Autocriação

sábado, 13 de março de 2010

por Josy Antunes

A Escola Livre de Cinema de Nova Iguaçu abriu as portas no início dessa semana para um novo semestre de atividades no horário integral. Alunos provenientes das Escolas Municipais Ana Maria Ramalho e Janir Clementino estão distribuídos em quatro turmas, tendo em média 20 membros cada. Na nova metodologia adotada, a ideia do “eu” será desenvolvida por eles durante todo o ano. E a primeira etapa demandou muitos dedos sujos de tintas coloridas e liberdade de criação: era a produção de auto-retratos.

A gente quer chegar em algum lugar, só que antes tem um processo”, principia Veruska Thaylla, coordenadora das aulas do Bairro Escola na ELC. “Eles vem pra aprender cinema, sendo que eles chegam fazendo artes. Queremos linkar todas as coisas com o audiovisual. Não necessariamente já chegar, pegar uma câmera e sair fazendo filme. É toda uma preparação”, explica ela.
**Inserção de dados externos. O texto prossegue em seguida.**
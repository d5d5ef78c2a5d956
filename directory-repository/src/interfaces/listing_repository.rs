//! This module defines the `ListingRepository` trait, which provides an interface
//! for interacting with the underlying data store for listings and categories.
use async_trait::async_trait;
use directory_shared::{Category, CategorySeed, IngestChangeset, ListingWithCategories};
use uuid::Uuid;

use crate::errors::RepositoryError;
use crate::types::PersistedListing;

/// A trait that defines the interface for interacting with the listing store.
///
/// Listings are keyed by slug. Writes go through [`persist_changeset`], which
/// applies a whole ingestion batch atomically.
///
/// [`persist_changeset`]: ListingRepository::persist_changeset
#[async_trait]
pub trait ListingRepository: Send + Sync {
    /// Persists a changeset in a single unit of work.
    ///
    /// Category seeds are upserted first. Then, for each listing in order, the
    /// slug is resolved (derived slugs are disambiguated against unrelated
    /// listings), the row is upserted, and its category joins are replaced when
    /// the listing carries a category list. Either every listing is written or
    /// none is.
    ///
    /// # Arguments
    ///
    /// * `changeset` - Category seeds and normalized listings to persist.
    ///
    /// # Returns
    ///
    /// The stored id and final slug of each listing, in input order.
    async fn persist_changeset(
        &self,
        changeset: &IngestChangeset,
    ) -> Result<Vec<PersistedListing>, RepositoryError>;

    /// Creates or relabels categories.
    async fn upsert_categories(&self, categories: &[CategorySeed]) -> Result<(), RepositoryError>;

    async fn list_categories(&self) -> Result<Vec<Category>, RepositoryError>;

    async fn find_listing_id_by_slug(&self, slug: &str) -> Result<Option<Uuid>, RepositoryError>;

    async fn get_listing(&self, slug: &str)
        -> Result<Option<ListingWithCategories>, RepositoryError>;

    /// Returns up to `limit` listings with an id greater than `after`, ordered by id.
    ///
    /// Used to stream the whole table in pages without holding it in memory.
    async fn list_listings_page(
        &self,
        after: Option<Uuid>,
        limit: usize,
    ) -> Result<Vec<ListingWithCategories>, RepositoryError>;

    async fn count_listings(&self) -> Result<u64, RepositoryError>;
}
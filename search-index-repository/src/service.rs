//! Search index service implementation.
//!
//! This module provides the main service for interacting with the search index.
//! Application code uses it to keep the listings collection in place, mirror
//! documents into it and run directory queries against it.

use directory_shared::{ListingDocument, ListingSearchQuery, SearchResponse};
use tracing::{debug, instrument};

use crate::config::SearchIndexServiceConfig;
use crate::errors::SearchIndexError;
use crate::interfaces::SearchIndexProvider;
use crate::query::compile;
use crate::types::BatchOperationSummary;

/// The main service for interacting with the search index.
///
/// This is the high-level API that application code should use. It compiles
/// directory queries, splits imports into bounded requests and delegates to a
/// `SearchIndexProvider` for the actual backend operations.
///
/// # Example
///
/// ```no_run
/// use search_index_repository::typesense::{TypesenseConfig, TypesenseProvider};
/// use search_index_repository::SearchIndexService;
/// use directory_shared::ListingSearchQuery;
///
/// # async fn example() -> Result<(), Box<dyn std::error::Error>> {
/// let provider = TypesenseProvider::new(TypesenseConfig::from_env()?)?;
/// let service = SearchIndexService::new(Box::new(provider));
///
/// service.ensure_collection().await?;
/// let response = service
///     .search_listings(&ListingSearchQuery::text("botox").in_city("Austin"))
///     .await?;
/// println!("{} listings", response.found);
/// # Ok(())
/// # }
/// ```
pub struct SearchIndexService {
    provider: Box<dyn SearchIndexProvider>,
    config: SearchIndexServiceConfig,
}

impl SearchIndexService {
    /// Create a new SearchIndexService with default configuration.
    pub fn new(provider: Box<dyn SearchIndexProvider>) -> Self {
        Self {
            provider,
            config: SearchIndexServiceConfig::default(),
        }
    }

    /// Create a new SearchIndexService with custom configuration.
    pub fn with_config(
        provider: Box<dyn SearchIndexProvider>,
        config: SearchIndexServiceConfig,
    ) -> Self {
        Self { provider, config }
    }

    /// Retrieve the listings collection, creating it with the listings schema
    /// if it does not exist.
    pub async fn ensure_collection(&self) -> Result<(), SearchIndexError> {
        self.provider.ensure_collection_exists().await
    }

    /// Upsert documents by id.
    ///
    /// Documents are sent in chunks of at most `import_chunk_size`. Rejected
    /// documents are reported in the summary; a failed request aborts the
    /// remaining chunks and is returned as an error.
    #[instrument(skip_all, fields(documents = documents.len()))]
    pub async fn import_documents(
        &self,
        documents: &[ListingDocument],
    ) -> Result<BatchOperationSummary, SearchIndexError> {
        let mut summary = BatchOperationSummary::default();
        for chunk in documents.chunks(self.config.import_chunk_size.max(1)) {
            let result = self.provider.import_documents(chunk).await?;
            debug!(
                chunk = chunk.len(),
                failed = result.failed,
                "Imported document chunk"
            );
            summary.merge(result);
        }
        Ok(summary)
    }

    /// Run a directory query.
    ///
    /// # Returns
    ///
    /// * `Ok(SearchResponse)` - Hits for the requested page, ranked by plan
    ///   weight then text relevance, with facet counts
    /// * `Err(SearchIndexError::ValidationError)` - If the query is out of range
    /// * `Err(SearchIndexError)` - If the search engine call fails
    pub async fn search_listings(
        &self,
        query: &ListingSearchQuery,
    ) -> Result<SearchResponse, SearchIndexError> {
        let request = compile(query)?;
        self.provider.search(&request).await
    }

    /// Number of documents in the collection.
    pub async fn document_count(&self) -> Result<u64, SearchIndexError> {
        self.provider.document_count().await
    }
}
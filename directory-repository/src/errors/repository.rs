use thiserror::Error;

/// Represents errors that can occur within the directory repository.
///
/// This enum consolidates the failure modes of the relational store: SQLx
/// errors, migration failures, and slugs that could not be disambiguated.
#[derive(Debug, Error)]
pub enum RepositoryError {
    #[error("Database error: {0}")]
    DatabaseError(#[from] sqlx::Error),

    #[error("Migration error: {0}")]
    MigrationError(#[from] sqlx::migrate::MigrateError),

    #[error("No free slug derived from '{slug}' after {attempts} attempts")]
    SlugExhausted { slug: String, attempts: u32 },

    #[error("Store unavailable: {0}")]
    Unavailable(String),
}
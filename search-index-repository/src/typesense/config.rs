//! Connection settings for a Typesense node.

use std::env;
use std::time::Duration;

use crate::errors::SearchIndexError;

/// Name of the collection holding listing documents.
pub const LISTINGS_COLLECTION: &str = "listings";

/// Default transport timeout in seconds.
const DEFAULT_CONNECTION_TIMEOUT_SECS: u64 = 8;

const DEFAULT_PROTOCOL: &str = "https";

/// Configuration for a single Typesense node.
#[derive(Debug, Clone, PartialEq)]
pub struct TypesenseConfig {
    pub host: String,
    pub port: u16,
    pub protocol: String,
    pub api_key: String,
    pub collection: String,
    pub connection_timeout: Duration,
}

impl TypesenseConfig {
    /// Read the configuration from environment variables.
    ///
    /// # Environment Variables
    ///
    /// - `TYPESENSE_HOST`: host name, optionally with scheme and port (required)
    /// - `TYPESENSE_API_KEY`: admin API key (required)
    /// - `TYPESENSE_PROTOCOL`: `https` or `http` (default: https)
    /// - `TYPESENSE_PORT`: overrides the port in `TYPESENSE_HOST`
    /// - `TYPESENSE_CONNECTION_TIMEOUT_SECS`: transport timeout (default: 8)
    pub fn from_env() -> Result<Self, SearchIndexError> {
        let host = env::var("TYPESENSE_HOST").unwrap_or_default();
        let api_key = env::var("TYPESENSE_API_KEY").unwrap_or_default();
        let protocol = env::var("TYPESENSE_PROTOCOL").ok();
        let port = env::var("TYPESENSE_PORT").ok();
        let timeout = env::var("TYPESENSE_CONNECTION_TIMEOUT_SECS")
            .ok()
            .and_then(|s| s.parse::<u64>().ok())
            .unwrap_or(DEFAULT_CONNECTION_TIMEOUT_SECS);

        Self::from_parts(&host, &api_key, protocol.as_deref(), port.as_deref())
            .map(|config| config.with_timeout(Duration::from_secs(timeout)))
    }

    /// Build a configuration from raw setting values.
    ///
    /// The host may carry an `http://` or `https://` prefix, a trailing slash
    /// and a `:port` suffix. The port is taken from `port` if given, else from
    /// the host, else 443 for https and 8108 for http.
    pub fn from_parts(
        host: &str,
        api_key: &str,
        protocol: Option<&str>,
        port: Option<&str>,
    ) -> Result<Self, SearchIndexError> {
        let host = host.trim();
        let api_key = api_key.trim();
        if host.is_empty() || api_key.is_empty() {
            return Err(SearchIndexError::config(
                "TYPESENSE_API_KEY and TYPESENSE_HOST must be set",
            ));
        }

        let protocol = protocol
            .map(str::trim)
            .filter(|p| !p.is_empty())
            .unwrap_or(DEFAULT_PROTOCOL)
            .to_lowercase();
        if protocol != "https" && protocol != "http" {
            return Err(SearchIndexError::config(format!(
                "Unsupported TYPESENSE_PROTOCOL '{}'",
                protocol
            )));
        }

        let bare = host
            .strip_prefix("https://")
            .or_else(|| host.strip_prefix("http://"))
            .unwrap_or(host)
            .trim_end_matches('/');
        let (hostname, host_port) = match bare.split_once(':') {
            Some((name, port)) => (name, Some(port)),
            None => (bare, None),
        };
        if hostname.is_empty() {
            return Err(SearchIndexError::config("TYPESENSE_HOST has no host name"));
        }

        let port = match port.map(str::trim).filter(|p| !p.is_empty()).or(host_port) {
            Some(p) => p.parse::<u16>().map_err(|e| {
                SearchIndexError::config(format!("Invalid Typesense port '{}': {}", p, e))
            })?,
            None if protocol == "https" => 443,
            None => 8108,
        };

        Ok(Self {
            host: hostname.to_string(),
            port,
            protocol,
            api_key: api_key.to_string(),
            collection: LISTINGS_COLLECTION.to_string(),
            connection_timeout: Duration::from_secs(DEFAULT_CONNECTION_TIMEOUT_SECS),
        })
    }

    /// Configuration pointing at a full base URL, e.g. a local test server.
    pub fn for_base_url(base_url: &str, api_key: &str) -> Result<Self, SearchIndexError> {
        let url = url::Url::parse(base_url)
            .map_err(|e| SearchIndexError::config(format!("Invalid base URL: {}", e)))?;
        let port = url.port_or_known_default().map(|p| p.to_string());
        Self::from_parts(
            url.host_str().unwrap_or_default(),
            api_key,
            Some(url.scheme()),
            port.as_deref(),
        )
    }

    pub fn with_timeout(mut self, connection_timeout: Duration) -> Self {
        self.connection_timeout = connection_timeout;
        self
    }

    pub fn with_collection(mut self, collection: impl Into<String>) -> Self {
        self.collection = collection.into();
        self
    }

    /// `protocol://host:port`, without a trailing slash.
    pub fn base_url(&self) -> String {
        format!("{}://{}:{}", self.protocol, self.host, self.port)
    }
}
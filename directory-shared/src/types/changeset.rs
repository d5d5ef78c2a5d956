//! The unit of work the listing store persists atomically.

use super::category::CategorySeed;
use super::listing::ListingUpsert;

/// Categories to register plus listings to upsert, written in one transaction.
///
/// Category seeds are applied before any listing so that every slug a listing
/// references can be joined.
#[derive(Debug, Clone, Default, PartialEq)]
pub struct IngestChangeset {
    pub categories: Vec<CategorySeed>,
    pub listings: Vec<ListingUpsert>,
}

impl IngestChangeset {
    pub fn is_empty(&self) -> bool {
        self.categories.is_empty() && self.listings.is_empty()
    }
}
//! Listing types: the inbound ingestion payload, the normalized upsert record,
//! and the stored row.

use chrono::{DateTime, Utc};
use serde::{Deserialize, Deserializer, Serialize};
use uuid::Uuid;

use super::validation::{require_non_blank, validate_email, validate_range, validate_url};

/// Country stored when a listing does not supply one.
pub const DEFAULT_COUNTRY: &str = "US";

/// Body of an ingestion request.
#[derive(Debug, Clone, Serialize, Deserialize, PartialEq)]
pub struct IngestPayload {
    pub listings: Vec<ListingInput>,
    /// Whether to refresh the search mirror after the write. Defaults to true.
    #[serde(default = "default_reindex")]
    pub reindex: bool,
}

fn default_reindex() -> bool {
    true
}

/// One listing as submitted to the ingestion endpoint.
#[derive(Debug, Clone, Default, Serialize, Deserialize, PartialEq)]
#[serde(rename_all = "camelCase")]
pub struct ListingInput {
    #[serde(default, skip_serializing_if = "Option::is_none")]
    pub slug: Option<String>,
    pub name: String,
    #[serde(default, skip_serializing_if = "Option::is_none")]
    pub website: Option<String>,
    #[serde(default, skip_serializing_if = "Option::is_none")]
    pub description: Option<String>,
    #[serde(default, skip_serializing_if = "Option::is_none")]
    pub phone: Option<String>,
    #[serde(default, skip_serializing_if = "Option::is_none")]
    pub email: Option<String>,
    #[serde(default, skip_serializing_if = "Option::is_none")]
    pub address: Option<String>,
    pub city: String,
    pub state: String,
    pub postal_code: String,
    #[serde(default, skip_serializing_if = "Option::is_none")]
    pub country: Option<String>,
    #[serde(default, skip_serializing_if = "Option::is_none")]
    pub lat: Option<f64>,
    #[serde(default, skip_serializing_if = "Option::is_none")]
    pub lng: Option<f64>,
    #[serde(default, skip_serializing_if = "Option::is_none")]
    pub rating: Option<f64>,
    #[serde(
        default,
        deserialize_with = "deserialize_count",
        skip_serializing_if = "Option::is_none"
    )]
    pub review_count: Option<i32>,
    #[serde(default, skip_serializing_if = "Option::is_none")]
    pub brands: Option<Vec<String>>,
    #[serde(default, skip_serializing_if = "Option::is_none")]
    pub financing: Option<Vec<String>>,
    /// Category slugs, stored as given. `Some` replaces the listing's categories, `None` leaves them alone.
    #[serde(default, skip_serializing_if = "Option::is_none")]
    pub categories: Option<Vec<String>>,
}

impl ListingInput {
    /// Validate the payload.
    ///
    /// Returns an error message naming the first offending field.
    pub fn validate(&self) -> Result<(), String> {
        require_non_blank("name", &self.name)?;
        require_non_blank("city", &self.city)?;
        require_non_blank("state", &self.state)?;
        require_non_blank("postalCode", &self.postal_code)?;

        if let Some(ref website) = self.website {
            validate_url("website", website)?;
        }
        if let Some(ref email) = self.email {
            validate_email("email", email)?;
        }
        if let Some(lat) = self.lat {
            validate_range("lat", lat, -90.0, 90.0)?;
        }
        if let Some(lng) = self.lng {
            validate_range("lng", lng, -180.0, 180.0)?;
        }
        if let Some(review_count) = self.review_count {
            if review_count < 0 {
                return Err("reviewCount must not be negative".to_string());
            }
        }
        Ok(())
    }

    /// True when both coordinates are present.
    pub fn has_coordinates(&self) -> bool {
        self.lat.is_some() && self.lng.is_some()
    }

    /// The free-text query used to geocode this listing, if it has a street address.
    pub fn geocode_query(&self) -> Option<String> {
        let address = self.address.as_deref().map(str::trim).filter(|a| !a.is_empty())?;
        Some(format!(
            "{}, {}, {} {}",
            address, self.city, self.state, self.postal_code
        ))
    }
}

/// Accept any JSON number for a count, truncating fractions.
fn deserialize_count<'de, D>(deserializer: D) -> Result<Option<i32>, D::Error>
where
    D: Deserializer<'de>,
{
    Ok(Option::<f64>::deserialize(deserializer)?.map(|n| n.trunc() as i32))
}

/// A validated, normalized listing ready to be persisted.
///
/// Produced by the normalizer from a [`ListingInput`]: the slug is resolved,
/// defaults are applied, and coordinates may have been filled by geocoding.
#[derive(Debug, Clone, PartialEq)]
pub struct ListingUpsert {
    pub slug: String,
    /// True when the slug was derived from city and name rather than supplied.
    pub slug_derived: bool,
    pub name: String,
    pub website: Option<String>,
    pub description: Option<String>,
    pub phone: Option<String>,
    pub email: Option<String>,
    pub address: Option<String>,
    pub city: String,
    pub state: String,
    pub postal_code: String,
    pub country: String,
    pub lat: Option<f64>,
    pub lng: Option<f64>,
    pub rating: Option<f64>,
    pub review_count: Option<i32>,
    pub brands: Vec<String>,
    pub financing: Vec<String>,
    pub categories: Option<Vec<String>>,
}

impl ListingUpsert {
    /// Whether a stored listing with the given name/city/state is the same business.
    ///
    /// Used to tell a re-ingestion apart from an unrelated listing whose derived
    /// slug happens to collide.
    pub fn same_identity(&self, name: &str, city: &str, state: &str) -> bool {
        fn key(value: &str) -> String {
            value.trim().to_lowercase()
        }
        key(&self.name) == key(name) && key(&self.city) == key(city) && key(&self.state) == key(state)
    }
}

/// A listing row as stored in the relational database.
#[derive(Debug, Clone, Serialize, Deserialize, PartialEq)]
#[serde(rename_all = "camelCase")]
pub struct Listing {
    pub id: Uuid,
    pub slug: String,
    pub name: String,
    pub website: Option<String>,
    pub description: Option<String>,
    pub phone: Option<String>,
    pub email: Option<String>,
    pub address: Option<String>,
    pub city: String,
    pub state: String,
    pub postal_code: String,
    pub country: String,
    pub lat: Option<f64>,
    pub lng: Option<f64>,
    pub rating: Option<f64>,
    pub review_count: Option<i32>,
    pub brands: Vec<String>,
    pub financing: Vec<String>,
    pub plan_weight: i32,
    pub created_at: DateTime<Utc>,
    pub updated_at: DateTime<Utc>,
}

/// A listing together with the slugs of the categories joined to it.
#[derive(Debug, Clone, Serialize, Deserialize, PartialEq)]
pub struct ListingWithCategories {
    #[serde(flatten)]
    pub listing: Listing,
    /// Category slugs, sorted.
    pub categories: Vec<String>,
}

#[cfg(test)]
mod tests {
    use super::*;

    fn valid_input() -> ListingInput {
        ListingInput {
            name: "Glow Spa".to_string(),
            city: "Austin".to_string(),
            state: "TX".to_string(),
            postal_code: "78701".to_string(),
            ..Default::default()
        }
    }

    #[test]
    fn test_payload_reindex_defaults_to_true() {
        let payload: IngestPayload = serde_json::from_str(r#"{"listings": []}"#).unwrap();
        assert!(payload.reindex);
        assert!(payload.listings.is_empty());

        let payload: IngestPayload =
            serde_json::from_str(r#"{"listings": [], "reindex": false}"#).unwrap();
        assert!(!payload.reindex);
    }

    #[test]
    fn test_input_deserializes_camel_case() {
        let json = r#"{
            "name": "Glow Spa",
            "city": "Austin",
            "state": "TX",
            "postalCode": "78701",
            "reviewCount": 12,
            "categories": ["botox-dysport"]
        }"#;
        let input: ListingInput = serde_json::from_str(json).unwrap();
        assert_eq!(input.postal_code, "78701");
        assert_eq!(input.review_count, Some(12));
        assert_eq!(input.categories, Some(vec!["botox-dysport".to_string()]));
        assert!(input.slug.is_none());
    }

    #[test]
    fn test_missing_required_field_fails_to_deserialize() {
        let json = r#"{"name": "Glow Spa", "city": "Austin", "state": "TX"}"#;
        assert!(serde_json::from_str::<ListingInput>(json).is_err());
    }

    #[test]
    fn test_validate_ok() {
        assert!(valid_input().validate().is_ok());
    }

    #[test]
    fn test_validate_blank_fields() {
        let mut input = valid_input();
        input.name = "   ".to_string();
        assert_eq!(input.validate().unwrap_err(), "name is required");

        let mut input = valid_input();
        input.postal_code = String::new();
        assert_eq!(input.validate().unwrap_err(), "postalCode is required");
    }

    #[test]
    fn test_validate_formats() {
        let mut input = valid_input();
        input.email = Some("nope".to_string());
        assert!(input.validate().is_err());

        let mut input = valid_input();
        input.website = Some("glowspa".to_string());
        assert!(input.validate().is_err());

        let mut input = valid_input();
        input.lat = Some(91.0);
        assert!(input.validate().is_err());

        let mut input = valid_input();
        input.review_count = Some(-1);
        assert!(input.validate().is_err());
    }

    #[test]
    fn test_free_form_slug_categories_and_rating_are_accepted() {
        let mut input = valid_input();
        input.slug = Some("Glow_Spa".to_string());
        input.categories = Some(vec!["botox, dysport".to_string(), "Fillers & More".to_string()]);
        input.rating = Some(9.0);
        assert!(input.validate().is_ok());
    }

    #[test]
    fn test_review_count_accepts_any_number() {
        let json = r#"{"name": "A", "city": "B", "state": "C", "postalCode": "1", "reviewCount": 12.0}"#;
        let input: ListingInput = serde_json::from_str(json).unwrap();
        assert_eq!(input.review_count, Some(12));

        let json = r#"{"name": "A", "city": "B", "state": "C", "postalCode": "1", "reviewCount": 7.9}"#;
        let input: ListingInput = serde_json::from_str(json).unwrap();
        assert_eq!(input.review_count, Some(7));

        let json = r#"{"name": "A", "city": "B", "state": "C", "postalCode": "1", "reviewCount": null}"#;
        let input: ListingInput = serde_json::from_str(json).unwrap();
        assert_eq!(input.review_count, None);
    }

    #[test]
    fn test_geocode_query() {
        let mut input = valid_input();
        assert!(input.geocode_query().is_none());

        input.address = Some("  ".to_string());
        assert!(input.geocode_query().is_none());

        input.address = Some("100 Congress Ave".to_string());
        assert_eq!(
            input.geocode_query().unwrap(),
            "100 Congress Ave, Austin, TX 78701"
        );
    }

    #[test]
    fn test_same_identity_ignores_case_and_padding() {
        let upsert = ListingUpsert {
            slug: "austin-glow-spa".to_string(),
            slug_derived: true,
            name: "Glow Spa".to_string(),
            website: None,
            description: None,
            phone: None,
            email: None,
            address: None,
            city: "Austin".to_string(),
            state: "TX".to_string(),
            postal_code: "78701".to_string(),
            country: DEFAULT_COUNTRY.to_string(),
            lat: None,
            lng: None,
            rating: None,
            review_count: None,
            brands: vec![],
            financing: vec![],
            categories: None,
        };

        assert!(upsert.same_identity(" glow spa ", "AUSTIN", "tx"));
        assert!(!upsert.same_identity("Glow-Spa", "Austin", "TX"));
        assert!(!upsert.same_identity("Glow Spa", "Austin", "CA"));
    }
}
Assim como quando foram trabalhados os contos de Câmara Cascudo, no ano passado, o resultado do processo citado por Veruska se apresentará em filmes. A partir dos contos, cada turma realizou um curta, surgindo adaptações de “O velho ambicioso”, “O bem se paga com bem”, “Mata sete” e “O mendigo rico”. Já a nova ideia, prevê a produção de um filme por aluno, onde possa ser visto o “eu” de seu autor, trabalhando todas as formas de auto-retrato. “O que a gente pensa é que em nenhum momento se mostre o rosto das crianças, mas fazer em cima desses auto-retratos, de objetos de casa, criando uma estrutura que ele conte como ele é, mas de uma forma que ele mesmo não apareça”, aclara Veruska.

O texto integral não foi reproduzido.